Acolher tal desafio a partir da perspectiva dos feminismos em movimento implica em reconhecer a
necessária expansão do campo identitário, que em sua instabilidade e tensão pode assumir configurações
diversas, de acordo com os interesses e projetos comuns num dado tempo e lugar.
A defesa da igualdade, que passa por reconhecer e acolher as diferenças remete a criação de um
campo identitário que atente para a “desconstrução das identidades essenciais” e uma política feminista
que, ao invés de contemplar as mulheres como um todo homogêneo e coerente, as tenha na condição de
múltiplas "posições de sujeito”. A cidadania, dessa perspectiva, implica em combinar equivalência e
diferença, de modo a articular um campo de equivalências que se traduz numa forma de identidade
política fundamentada nos princípios de liberdade e igualdade para todos, e de outro, em acolher a
expressão das diferenças como um princípio articulador de diferentes posições de sujeito (Mouffe, 1999a).

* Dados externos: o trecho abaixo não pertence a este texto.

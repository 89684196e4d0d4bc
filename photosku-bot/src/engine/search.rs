//! Search by article number
//!
//! Lookup-only: unknown tokens are reported, never created. Only `Applied`
//! photos are returned, each physical photo (object key) at most once, in the
//! order first seen. Search spans every user's photos.

use std::collections::HashSet;
use tracing::{error, info, warn};
use uuid::Uuid;

use photosku_common::db::ApplyState;

use super::Catalog;

#[derive(Debug, Clone, PartialEq, Eq)]
pub struct SearchHit {
    pub photo_id: Uuid,
    pub object_key: Uuid,
    pub file_name: String,
    pub bytes: Vec<u8>,
    /// All of the photo's article numbers in association order, `", "`-joined
    pub caption: String,
}

#[derive(Debug, Clone, Default, PartialEq, Eq)]
pub struct SearchOutcome {
    pub hits: Vec<SearchHit>,
    /// Tokens with no matching article number
    pub not_found: Vec<String>,
    /// Tokens whose article number has no applied photos
    pub without_photos: Vec<String>,
    /// Tokens whose lookup failed in the entity store
    pub lookup_failed: Vec<String>,
}

impl Catalog {
    pub async fn search(&self, tokens: &[String]) -> SearchOutcome {
        let mut outcome = SearchOutcome::default();
        let mut delivered: HashSet<Uuid> = HashSet::new();

        for token in tokens {
            let article = match self.lookup(token).await {
                Ok(Some(article)) => article,
                Ok(None) => {
                    outcome.not_found.push(token.clone());
                    continue;
                }
                Err(e) => {
                    error!(token = %token, error = %e, "Article lookup failed");
                    outcome.lookup_failed.push(token.clone());
                    continue;
                }
            };

            let photos = match self.entities.list_photos_for_article(article.id).await {
                Ok(photos) => photos,
                Err(e) => {
                    error!(article = %article.number, error = %e, "Failed to list photos for article");
                    Vec::new()
                }
            };

            let applied: Vec<_> = photos
                .into_iter()
                .filter(|photo| photo.apply_state == ApplyState::Applied)
                .collect();
            if applied.is_empty() {
                outcome.without_photos.push(token.clone());
                continue;
            }

            for photo in applied {
                if !delivered.insert(photo.object_key) {
                    continue;
                }

                let articles = match self.entities.list_articles_for_photo(photo.id).await {
                    Ok(articles) => articles,
                    Err(e) => {
                        error!(photo_id = %photo.id, error = %e, "Failed to list articles for photo");
                        continue;
                    }
                };
                if articles.is_empty() {
                    warn!(photo_id = %photo.id, "Applied photo has no article numbers, skipping");
                    continue;
                }
                let caption = articles
                    .iter()
                    .map(|article| article.number.as_str())
                    .collect::<Vec<_>>()
                    .join(", ");

                let key = photo.storage_key();
                let bytes = match self.objects.get(&key).await {
                    Ok(bytes) => bytes,
                    Err(e) => {
                        error!(photo_id = %photo.id, key = %key, error = %e, "Failed to fetch photo bytes");
                        continue;
                    }
                };

                outcome.hits.push(SearchHit {
                    photo_id: photo.id,
                    object_key: photo.object_key,
                    file_name: photo.file_name(),
                    bytes,
                    caption,
                });
            }
        }

        info!(
            tokens = tokens.len(),
            hits = outcome.hits.len(),
            not_found = outcome.not_found.len(),
            "Search completed"
        );
        outcome
    }
}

A emergência dos novos sujeitos políticos, da passagem da invisibilidade ao reconhecimento, se
situa nessa dinâmica da construção democrática e cidadã, que constrói nexos a partir de demandas
concretas e recria laços de pertença numa construção identitária, que tem na sua base o desafio da relação
entre igualdade diferença articuladas, não como oposições, mas em suas intersecções.
A sustentação no tempo e espaço do projeto político emancipatório das mulheres do campo, da
floresta e das águas, sugere a necessidade de se desenvolver estratégias de mobilização e lutas
permanentes, capazes de articular a construção da unidade feminista a uma perspectiva que reconheça as
intersecções de território, raça e etnia, sexualidade e outras que venham compor toda a diversidade.
Essa perspectiva pode se traduzir no desafio de assegurar a voz e força política às mulheres do
campo, da floresta e das águas, na perspectiva da sua emancipação, capitaneada por um projeto de
democracia radical e cidadania integral no contexto brasileiro atual de ofensiva das forças conservadoras.
O desafio implica em transformar a utopia da igualdade e liberdade em práticas emancipatórias,
contingentes, e abertas ao permanente exercício do pluralismo democrático que garanta a expressão dos
feminismos recriados, significados e visibilizados pelas mulheres situadas nas margens, nos diversos
territórios que compõem o Brasil rural.